_EXTRACTED MATERIAL_
□ □ □ □ □

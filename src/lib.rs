//! SQL Server connector for workflow hosts.
//!
//! Query templates containing `{{ ... }}` expressions are resolved into SQL
//! with `@PARAM_<n>` placeholders plus an ordered parameter list, so user
//! input never lands in SQL text. Statements run on sessions supplied by an
//! injected [`ConnectionStrategy`](pool::ConnectionStrategy); results come
//! back with normalized column names.
//!
//! ```rust,no_run
//! use mssql_connector::prelude::*;
//! use serde_json::json;
//!
//! # async fn demo() -> Result<(), ConnectorError> {
//! let datasource = DatasourceConfig::from_json(json!({
//!     "endpoint": {"host": "localhost", "port": 1433},
//!     "authentication": {
//!         "username": "sa",
//!         "password": "secret",
//!         "custom": {"databaseName": {"value": "app"}}
//!     },
//!     "connection": {"useSsl": false}
//! }))?;
//! let connector = MssqlConnector::direct();
//! let mut context = RuntimeContext::new().with_variable("id", json!(5));
//! let action = QueryAction::prepared("SELECT * FROM users WHERE id = {{id}}");
//! let output = connector.execute(&datasource, &action, &mut context).await?;
//! # let _ = output;
//! # Ok(())
//! # }
//! ```

pub mod binding;
pub mod config;
pub mod connector;
pub mod error;
pub mod executor;
pub mod logging;
pub mod mssql;
pub mod pool;
pub mod prelude;
pub mod results;
pub mod schema;
pub mod template;
pub mod translation;
pub mod types;

pub use connector::{DataSourceService, MssqlConnector, QueryAction};
pub use error::{BindingError, ConnectorError, ErrorKind};
pub use types::RowValues;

□ □ □ □ □

Examine the records above and give the number of lines in which the string "json" appears, with no other words.

_PROBLEM SOLUTION_
3